Have you ever seen Madonna standing still?

Or Diane Warren?

I doubt if the Beatles ever did, either.

Truthfully, the biggest fear I have is of being hooked up to some kind of breathing apparatus when I'm 106, wishing I'd done this or that, but realizing its too late. Totally too late. "Man, I should've hiked the Milford Track on the South Island when I had that chance to go with Pongo the percussionist in '99..."

Fears like this torture me constantly. My own private critic hisses at me all day, reminding me time is ticking by. Each tick gets louder and louder - 'til my critic is screaming that I'd better get on with it. Use it or lose it.

This is all fear-motivated, sure. But it gets me out of bed and into the world every morning. And there I look at some of the casualties I've met who are crippled by their fear. And boy, if ever there was a reason to write a new song or make another phone call or try one more blind date, it's observing how someone else's fear paralyzes them.

Fear is why writers start songs they never finish. Just plain fear. I don't buy into their procrastinations. Write or don't write. Just don't pretend to be an artist. Have the courage to become one. Use your gifts. Don't waste them.

I help writers through their fears and onto the radio all the time. I'm better at this than at anything else. But I absolutely refuse to be an enabler, participating in someone's list of excuses for failure. For that, you need a shrink. I'm a motivator - a mentor - and I love celebrating my clients' victories. But don't try to tangle me up in your rationalization for failure. It won't fly on my flagpole.

I suggest you make fear your friend. It hangs with you all day - so talk to it. "How ya doing, Fear? Want some peppermint tea? Or would that take the edge off and blow your gig? Well, I'm having some. When I finish, I'm going down to Long's Drugs to buy lip balm. My lips are dry from being on the tennis court. Anything I can get for you while I'm at the pharmacy? Like maybe some cyanide? It's on special..".

Sound dumb? Try it anyway. I think you'll find that when you talk to fear, it diminishes the power it has over you.

I just saw the movie, "Boiler Room". In it, a high-pressure salesman tells his new recruits that either they'll sell their clients stock or their clients will sell them the fact that they're not going to buy stock. Either way, somebody's going to sell the other something. Make sure you're on the right end of this transaction.

That sure hit home.

My former publisher, whom I'd admired and respected for 25 years, is now a hopeless drunk. He's been telling me for fifteen years how he used to work for a major corporation that all but controlled the whole music business, how he used to be a player, how he used to hang with the big boys, and how he's going to get something going with the movies. Soon. But maybe he'll move back to L.A. and maybe he'll call ASCAP again about a job and maybe he'll stay put and get an office in Miami.

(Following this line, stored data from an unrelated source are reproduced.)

//! Plan command implementation.
//!
//! The `conductor plan` command prints the waves of tasks that would start
//! together if every task succeeded.

use crate::config::{build_orchestrator, validate_config};
use crate::error::Result;
use crate::runner::RunContext;
use crate::ui::UserInterface;

use super::dispatcher::{Command, CommandResult, PipelineLocation, CONFIG_ERROR_EXIT_CODE};

/// The plan command implementation.
pub struct PlanCommand {
    location: PipelineLocation,
}

impl PlanCommand {
    /// Create a new plan command.
    pub fn new(location: PipelineLocation) -> Self {
        Self { location }
    }
}

impl Command for PlanCommand {
    fn execute(&self, ui: &mut dyn UserInterface) -> Result<CommandResult> {
        let Some(config) = self.location.load(ui)? else {
            return Ok(CommandResult::failure(CONFIG_ERROR_EXIT_CODE));
        };

        let errors = validate_config(&config);
        if !errors.is_empty() {
            for error in &errors {
                ui.error(&error.message);
            }
            return Ok(CommandResult::failure(CONFIG_ERROR_EXIT_CODE));
        }

        let mut orchestrator =
            build_orchestrator(&config, &self.location.project_root, RunContext::in_memory())?;
        if let Err(e) = orchestrator.build_graph() {
            ui.error(&e.to_string());
            return Ok(CommandResult::failure(CONFIG_ERROR_EXIT_CODE));
        }

        ui.show_header(&format!(
            "Plan for {} task(s) ({} mode)",
            orchestrator.len(),
            config.settings.mode
        ));
        for (i, wave) in orchestrator.graph().waves().iter().enumerate() {
            ui.message(&format!("  {}. {}", i + 1, wave.join(", ")));
        }

        let inactive = config.inactive_tasks();
        if !inactive.is_empty() {
            ui.message("");
            ui.message(&format!("  Inactive: {}", inactive.join(", ")));
        }

        Ok(CommandResult::success())
    }
}

#[cfg(test)]
mod tests {
    use super::*;
    use crate::ui::MockUI;
    use std::fs;
    use tempfile::TempDir;

    fn plan(config: &str) -> (CommandResult, MockUI) {
        let temp = TempDir::new().unwrap();
        fs::write(temp.path().join("conductor.yml"), config).unwrap();
        let mut ui = MockUI::new();
        let result = PlanCommand::new(PipelineLocation::new(temp.path(), None))
            .execute(&mut ui)
            .unwrap();
        (result, ui)
    }

    #[test]
    fn prints_waves_in_order() {
        let (result, ui) = plan(
            r#"
tasks:
  clean:
    command: x
  analyze:
    command: x
    depends_on: [clean]
  docs:
    command: x
    depends_on: [clean]
  report:
    command: x
    depends_on: [analyze, docs]
"#,
        );

        assert!(result.success);
        assert_eq!(
            ui.messages(),
            ["  1. clean", "  2. analyze, docs", "  3. report"]
        );
    }

    #[test]
    fn lists_inactive_tasks() {
        let (result, ui) = plan(
            "tasks:\n  a:\n    command: x\n  b:\n    command: x\n    enabled: false\n",
        );
        assert!(result.success);
        assert!(ui.has_message("Inactive: b"));
    }

    #[test]
    fn cycle_is_a_config_error() {
        let (result, ui) = plan(
            "tasks:\n  a:\n    command: x\n    depends_on: [b]\n  b:\n    command: x\n    depends_on: [a]\n",
        );
        assert_eq!(result.exit_code, CONFIG_ERROR_EXIT_CODE);
        assert!(ui.has_error("Circular dependency"));
    }
}
//! External command execution.

pub mod command;

pub use command::{detect_shell, execute, CommandOptions, CommandResult};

His indecision, his fear of change, keeps him stuck. Because the part he won't own is that when he gets close to changing his life, using his gifts, no matter how long they've been buried, he starts binging again, so he doesn't have to be afraid anymore. Then he has an excuse for staying in the same mud puddle where he woke up, face down.

I don't have time for that.

I'm too afraid of it.

I'd rather feel the fear and do it anyway. Just like Susan Jeffers says.